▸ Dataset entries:
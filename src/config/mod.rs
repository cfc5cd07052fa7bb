//! Configuration loading and validation.
//!
//! Provides the main [`Config`] struct that aggregates all settings.
//! Configuration is loaded from a TOML file; every field has a sensible
//! default so a minimal file (or an empty one) is valid.

pub mod cache;
pub mod limiter;
pub mod logging;
pub mod pool;
pub mod trading;

use rust_decimal::Decimal;
use serde::Deserialize;
use std::path::Path;

use crate::error::{ConfigError, Result};

pub use cache::CacheConfig;
pub use limiter::LimiterConfig;
pub use logging::LoggingConfig;
pub use pool::{PoolConfig, ReconnectionConfig};
pub use trading::{
    ExecutionConfig, PipelineConfig, PositionConfig, RiskConfig, SelectorConfig,
};

/// Upstream data source endpoints.
#[derive(Debug, Clone, Default, Deserialize)]
pub struct SourcesConfig {
    /// WebSocket feed URLs. Each URL gets one shared physical connection.
    #[serde(default)]
    pub ws_urls: Vec<String>,
    /// REST base URL for security/holder facts. Empty disables the facts
    /// client.
    #[serde(default)]
    pub facts_api_url: String,
    /// Path for the position ledger snapshot file.
    #[serde(default = "default_snapshot_path")]
    pub snapshot_path: String,
}

fn default_snapshot_path() -> String {
    "riptide-snapshot.json".to_string()
}

/// Main application configuration.
///
/// Load from a TOML file with [`Config::load`] or parse directly with
/// [`Config::parse_toml`].
#[derive(Debug, Clone, Default, Deserialize)]
pub struct Config {
    /// Logging and tracing settings.
    #[serde(default)]
    pub logging: LoggingConfig,

    /// Upstream feed and REST endpoints.
    #[serde(default)]
    pub sources: SourcesConfig,

    /// Connection pool and heartbeat settings.
    #[serde(default)]
    pub pool: PoolConfig,

    /// Stream reconnection and backoff settings.
    #[serde(default)]
    pub reconnection: ReconnectionConfig,

    /// Outbound request rate limits.
    #[serde(default)]
    pub limiter: LimiterConfig,

    /// Data cache TTLs and capacity.
    #[serde(default)]
    pub cache: CacheConfig,

    /// Risk gate limits.
    #[serde(default)]
    pub risk: RiskConfig,

    /// Execution retry and deadline settings.
    #[serde(default)]
    pub execution: ExecutionConfig,

    /// Route selector scoring weights.
    #[serde(default)]
    pub selector: SelectorConfig,

    /// Position stop/take/hold parameters.
    #[serde(default)]
    pub position: PositionConfig,

    /// Signal-to-order sizing.
    #[serde(default)]
    pub pipeline: PipelineConfig,
}

impl Config {
    /// Parse configuration from TOML content.
    ///
    /// # Errors
    ///
    /// Returns an error if the TOML content is malformed or validation
    /// fails (e.g. a zero window or an out-of-range percentage).
    pub fn parse_toml(content: &str) -> Result<Self> {
        let config: Self = toml::from_str(content).map_err(ConfigError::Parse)?;
        config.validate()?;
        Ok(config)
    }

    /// Load configuration from a TOML file.
    ///
    /// # Errors
    ///
    /// Returns an error if the file cannot be read, the TOML content is
    /// malformed, or validation fails.
    pub fn load<P: AsRef<Path>>(path: P) -> Result<Self> {
        let content = std::fs::read_to_string(path).map_err(ConfigError::ReadFile)?;
        Self::parse_toml(&content)
    }

    /// Validate configuration values.
    fn validate(&self) -> Result<()> {
        for url in &self.sources.ws_urls {
            url::Url::parse(url).map_err(|e| ConfigError::InvalidValue {
                field: "ws_urls",
                reason: format!("{url}: {e}"),
            })?;
        }
        if !self.sources.facts_api_url.is_empty() {
            url::Url::parse(&self.sources.facts_api_url).map_err(|e| {
                ConfigError::InvalidValue {
                    field: "facts_api_url",
                    reason: e.to_string(),
                }
            })?;
        }

        if self.pool.heartbeat_interval_ms == 0 {
            return Err(ConfigError::InvalidValue {
                field: "heartbeat_interval_ms",
                reason: "must be greater than 0".to_string(),
            }
            .into());
        }
        if self.pool.pong_timeout_ms == 0 {
            return Err(ConfigError::InvalidValue {
                field: "pong_timeout_ms",
                reason: "must be greater than 0".to_string(),
            }
            .into());
        }

        if self.reconnection.initial_delay_ms == 0 {
            return Err(ConfigError::InvalidValue {
                field: "initial_delay_ms",
                reason: "must be greater than 0".to_string(),
            }
            .into());
        }
        if self.reconnection.max_delay_ms < self.reconnection.initial_delay_ms {
            return Err(ConfigError::InvalidValue {
                field: "max_delay_ms",
                reason: "must be >= initial_delay_ms".to_string(),
            }
            .into());
        }
        if self.reconnection.backoff_multiplier < 1.0 {
            return Err(ConfigError::InvalidValue {
                field: "backoff_multiplier",
                reason: "must be >= 1.0".to_string(),
            }
            .into());
        }
        if self.reconnection.max_attempts == 0 {
            return Err(ConfigError::InvalidValue {
                field: "max_attempts",
                reason: "must be greater than 0".to_string(),
            }
            .into());
        }

        if self.limiter.window_ms == 0 || self.limiter.drain_interval_ms == 0 {
            return Err(ConfigError::InvalidValue {
                field: "limiter",
                reason: "window_ms and drain_interval_ms must be greater than 0".to_string(),
            }
            .into());
        }
        if self.limiter.market_data_limit == 0
            || self.limiter.trading_limit == 0
            || self.limiter.facts_limit == 0
        {
            return Err(ConfigError::InvalidValue {
                field: "limiter",
                reason: "per-class limits must be greater than 0".to_string(),
            }
            .into());
        }

        if self.cache.max_entries == 0 {
            return Err(ConfigError::InvalidValue {
                field: "max_entries",
                reason: "must be greater than 0".to_string(),
            }
            .into());
        }

        if self.risk.daily_loss_limit <= Decimal::ZERO {
            return Err(ConfigError::InvalidValue {
                field: "daily_loss_limit",
                reason: "must be greater than 0".to_string(),
            }
            .into());
        }
        if self.risk.max_open_positions == 0 {
            return Err(ConfigError::InvalidValue {
                field: "max_open_positions",
                reason: "must be greater than 0".to_string(),
            }
            .into());
        }

        if self.execution.max_attempts == 0 {
            return Err(ConfigError::InvalidValue {
                field: "max_attempts",
                reason: "must be greater than 0".to_string(),
            }
            .into());
        }
        if self.execution.slippage_multiplier < Decimal::ONE {
            return Err(ConfigError::InvalidValue {
                field: "slippage_multiplier",
                reason: "must be >= 1".to_string(),
            }
            .into());
        }
        if self.execution.slippage_ceiling <= Decimal::ZERO
            || self.execution.slippage_ceiling > Decimal::ONE
        {
            return Err(ConfigError::InvalidValue {
                field: "slippage_ceiling",
                reason: "must be between 0 and 1".to_string(),
            }
            .into());
        }

        if self.position.stop_loss_pct <= Decimal::ZERO
            || self.position.stop_loss_pct >= Decimal::ONE
        {
            return Err(ConfigError::InvalidValue {
                field: "stop_loss_pct",
                reason: "must be between 0 and 1".to_string(),
            }
            .into());
        }
        if self.position.take_profit_pct <= Decimal::ZERO {
            return Err(ConfigError::InvalidValue {
                field: "take_profit_pct",
                reason: "must be greater than 0".to_string(),
            }
            .into());
        }
        if self.position.max_hold_minutes <= 0 {
            return Err(ConfigError::InvalidValue {
                field: "max_hold_minutes",
                reason: "must be greater than 0".to_string(),
            }
            .into());
        }

        if self.pipeline.notional <= Decimal::ZERO {
            return Err(ConfigError::InvalidValue {
                field: "notional",
                reason: "must be greater than 0".to_string(),
            }
            .into());
        }

        Ok(())
    }

    /// Initialize logging with the configured settings.
    pub fn init_logging(&self) {
        self.logging.init();
    }
}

▸ WHAT THE EXERCISE ASKS:
Whenever the string "pool" turns up in a line above, copy that line out.

▸ TASK RESPONSE:
pub mod pool;
pub use pool::{PoolConfig, ReconnectionConfig};
    /// Connection pool and heartbeat settings.
    pub pool: PoolConfig,
        if self.pool.heartbeat_interval_ms == 0 {
        if self.pool.pong_timeout_ms == 0 {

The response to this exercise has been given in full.